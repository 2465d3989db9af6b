//! Pipelines and range generators.
//!
//! A pipeline `s0 >> s1 >> ... >> sn` evaluates each stage once to a
//! function value, then runs laps. In a lap, `s0` is applied with no
//! argument and each later stage receives the previous stage's result as its
//! single parameter. A sentinel tag (`#complete`, `#continue`, `#break`,
//! `#null`) abandons the rest of the lap. A lap that ends on `#complete`,
//! `#break` or `#null` ends the pipeline with that value; anything else,
//! `#continue` included, starts the next lap.

use smallvec::SmallVec;

use roze_ir::{Name, Span};

use super::Interpreter;
use crate::errors::{lap_limit_exceeded, stage_arity, stage_not_function};
use crate::exec::{ExecNode, PipelineStage};
use crate::value::RangeGenerator;
use crate::{Environment, EvalResult, FunctionValue, Value};

impl Interpreter<'_> {
    pub(super) fn eval_pipeline(
        &mut self,
        stages: &[PipelineStage],
        span: Span,
        env: &mut Environment,
    ) -> EvalResult {
        let mut functions: SmallVec<[FunctionValue; 4]> = SmallVec::with_capacity(stages.len());
        for (index, stage) in stages.iter().enumerate() {
            let function = match self.eval(&stage.node, env)? {
                Value::Function(function) => function,
                other => {
                    return Err(stage_not_function(index, other.ty()).with_span(stage.node.span))
                }
            };
            if index > 0 && function.arity() != 1 {
                return Err(stage_arity(index, function.arity()).with_span(stage.node.span));
            }
            functions.push(function);
        }

        let mut laps: usize = 0;
        loop {
            if let Some(limit) = self.max_laps {
                if laps >= limit {
                    return Err(lap_limit_exceeded(limit).with_span(span));
                }
            }
            laps += 1;
            let last = self.run_lap(&functions, span, env)?;
            tracing::debug!(lap = laps, result = %last.display(self.interner), "pipeline lap");
            if last.as_sentinel().is_some_and(Name::is_terminal) {
                return Ok(last);
            }
        }
    }

    /// One pass over the stages; returns the value the lap ended on.
    fn run_lap(
        &mut self,
        functions: &[FunctionValue],
        span: Span,
        env: &Environment,
    ) -> EvalResult {
        let mut last = Value::null();
        for (index, function) in functions.iter().enumerate() {
            let mut stage_env = env.child();
            if index > 0 {
                if let Some(&param) = function.params().first() {
                    let input = std::mem::replace(&mut last, Value::null());
                    self.bind(param, input, span, &mut stage_env)?;
                }
            }
            last = self.apply(function, &mut stage_env)?;
            if last.as_sentinel().is_some() {
                break;
            }
        }
        Ok(last)
    }

    /// `from..to`: a generator over integers, otherwise just `from`.
    pub(super) fn eval_series(
        &mut self,
        from: &ExecNode,
        to: &ExecNode,
        env: &mut Environment,
    ) -> EvalResult {
        let from = self.eval(from, env)?;
        let to = self.eval(to, env)?;
        match (&from, &to) {
            (Value::Int(a), Value::Int(b)) => Ok(Value::Function(FunctionValue::Range(
                RangeGenerator::new(*a, *b),
            ))),
            _ => Ok(from),
        }
    }
}
//! Parse error type.

use roze_diagnostic::{Diagnostic, ErrorCode};
use roze_ir::Span;
use roze_lexer::{Token, TokenKind};

/// A parse error, converted to a [`Diagnostic`] for reporting.
#[derive(Clone, Debug, PartialEq, Eq)]
pub struct ParseError {
    pub code: ErrorCode,
    pub message: String,
    pub span: Span,
    /// Label text at `span`.
    pub context: Option<String>,
    /// Secondary location, e.g. where an unclosed delimiter was opened.
    pub related: Option<(Span, String)>,
    pub help: Vec<String>,
}

impl ParseError {
    #[cold]
    pub fn new(code: ErrorCode, message: impl Into<String>, span: Span) -> Self {
        ParseError {
            code,
            message: message.into(),
            span,
            context: None,
            related: None,
            help: Vec::new(),
        }
    }

    #[must_use]
    pub fn with_context(mut self, context: impl Into<String>) -> Self {
        self.context = Some(context.into());
        self
    }

    #[must_use]
    pub fn with_help(mut self, help: impl Into<String>) -> Self {
        self.help.push(help.into());
        self
    }

    /// Found `token` where `expected` should have been.
    #[cold]
    pub fn unexpected(token: Token, expected: &str) -> Self {
        ParseError::new(
            ErrorCode::E1001,
            format!(
                "unexpected token: expected {expected}, found `{}`",
                token.kind.display_name()
            ),
            token.span,
        )
        .with_context(format!("expected {expected}"))
    }

    #[cold]
    pub fn expected_expression(token: Token) -> Self {
        ParseError::new(
            ErrorCode::E1002,
            format!("expected expression, found `{}`", token.kind.display_name()),
            token.span,
        )
        .with_context("expected expression here")
    }

    /// `9223372036854775808` without a leading `-`.
    #[cold]
    pub fn integer_overflow(token: Token) -> Self {
        ParseError::new(
            ErrorCode::E0003,
            "integer literal does not fit in 64 bits",
            token.span,
        )
        .with_context("out of range")
        .with_help("write `-9223372036854775808` for the smallest integer")
    }

    #[cold]
    pub fn expected_identifier(token: Token) -> Self {
        ParseError::new(
            ErrorCode::E1004,
            format!("expected identifier, found `{}`", token.kind.display_name()),
            token.span,
        )
    }

    /// `open` was never closed; `found` is where the closer was expected.
    #[cold]
    pub fn unclosed(open: Token, found: Token) -> Self {
        let close = match open.kind {
            TokenKind::LParen => ")",
            TokenKind::LBracket => "]",
            _ => "}",
        };
        let mut error = ParseError::new(
            ErrorCode::E1003,
            format!(
                "unclosed delimiter `{}`: expected `{close}`, found `{}`",
                open.kind.display_name(),
                found.kind.display_name()
            ),
            found.span,
        )
        .with_context(format!("expected `{close}`"));
        error.related = Some((open.span, "unclosed delimiter opened here".to_string()));
        error
    }

    /// `fn name(...)` anywhere but the top level.
    #[cold]
    pub fn nested_named_function(span: Span) -> Self {
        ParseError::new(
            ErrorCode::E1005,
            "named functions are only allowed at the top level",
            span,
        )
        .with_help("assign an unnamed function instead: `name := fn(x) { ... }`")
    }

    pub fn to_diagnostic(&self) -> Diagnostic {
        let mut diag = Diagnostic::error(self.code)
            .with_message(&self.message)
            .with_label(self.span, self.context.as_deref().unwrap_or("here"));

        if let Some((span, text)) = &self.related {
            diag = diag.with_secondary_label(*span, text);
        }

        for help in &self.help {
            diag = diag.with_note(help);
        }

        diag
    }
}

#[cfg(test)]
mod tests;
//! Recursive descent parser for Roze.
//!
//! Produces the parse tree defined in `roze_ir::ast`. Errors inside a
//! top-level command are recorded and the parser skips to the next
//! statement separator, so one run reports every independent error.

mod cursor;
mod error;
mod grammar;

pub use cursor::Cursor;
pub use error::ParseError;

use roze_diagnostic::Diagnostic;
use roze_ir::ast::Program;
use roze_ir::{Name, Span, StringInterner};
use roze_lexer::{Token, TokenKind, TokenList};

/// Parse result: a best-effort program plus every error found.
#[derive(Clone, Debug, PartialEq)]
pub struct ParseOutput {
    pub program: Program,
    pub errors: Vec<ParseError>,
}

impl ParseOutput {
    pub fn has_errors(&self) -> bool {
        !self.errors.is_empty()
    }

    pub fn diagnostics(&self) -> Vec<Diagnostic> {
        self.errors.iter().map(ParseError::to_diagnostic).collect()
    }
}

/// Parser state.
pub struct Parser<'a> {
    cursor: Cursor<'a>,
}

impl<'a> Parser<'a> {
    pub fn new(tokens: &'a TokenList, interner: &'a StringInterner) -> Self {
        Parser {
            cursor: Cursor::new(tokens, interner),
        }
    }

    #[inline]
    fn current(&self) -> Token {
        self.cursor.current()
    }

    #[inline]
    fn current_kind(&self) -> TokenKind {
        self.cursor.current_kind()
    }

    #[inline]
    fn current_span(&self) -> Span {
        self.cursor.current_span()
    }

    #[inline]
    fn is_at_end(&self) -> bool {
        self.cursor.is_at_end()
    }

    #[inline]
    fn check(&self, kind: TokenKind) -> bool {
        self.cursor.check(kind)
    }

    #[inline]
    fn peek_next_kind(&self) -> TokenKind {
        self.cursor.peek_next_kind()
    }

    #[inline]
    fn advance(&mut self) -> Token {
        self.cursor.advance()
    }

    #[inline]
    fn skip_newlines(&mut self) {
        self.cursor.skip_newlines();
    }

    #[inline]
    fn expect(&mut self, kind: TokenKind) -> Result<Token, ParseError> {
        self.cursor.expect(kind)
    }

    #[inline]
    fn expect_ident(&mut self) -> Result<(Name, Span), ParseError> {
        self.cursor.expect_ident()
    }

    #[inline]
    fn interner(&self) -> &'a StringInterner {
        self.cursor.interner()
    }

    /// Skip to the next statement separator at bracket depth zero.
    fn recover_to_next_statement(&mut self) {
        let mut depth = 0usize;
        while !self.is_at_end() {
            match self.current_kind() {
                TokenKind::LParen | TokenKind::LBracket | TokenKind::LBrace => depth += 1,
                TokenKind::RParen | TokenKind::RBracket | TokenKind::RBrace => {
                    depth = depth.saturating_sub(1);
                }
                TokenKind::Newline | TokenKind::Semicolon if depth == 0 => return,
                _ => {}
            }
            self.advance();
        }
    }
}

/// Parse a token list into a program.
#[tracing::instrument(level = "debug", skip_all)]
pub fn parse(tokens: &TokenList, interner: &StringInterner) -> ParseOutput {
    let output = Parser::new(tokens, interner).parse_program();
    tracing::debug!(
        commands = output.program.commands.len(),
        errors = output.errors.len(),
        "parsed program"
    );
    output
}

/// Lex and parse `source`.
///
/// Lexical errors are reported without attempting to parse.
pub fn parse_source(source: &str, interner: &StringInterner) -> Result<Program, Vec<Diagnostic>> {
    let tokens = roze_lexer::lex(source, interner);
    let lex_errors = roze_lexer::lex_errors(source, &tokens);
    if !lex_errors.is_empty() {
        return Err(lex_errors);
    }

    let output = parse(&tokens, interner);
    if output.has_errors() {
        Err(output.diagnostics())
    } else {
        Ok(output.program)
    }
}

* _What you need to do_: Go through the data above and copy each line in which "unexpected" appears.

* _Answer for the task_:
    pub fn unexpected(token: Token, expected: &str) -> Self {
                "unexpected token: expected {expected}, found `{}`",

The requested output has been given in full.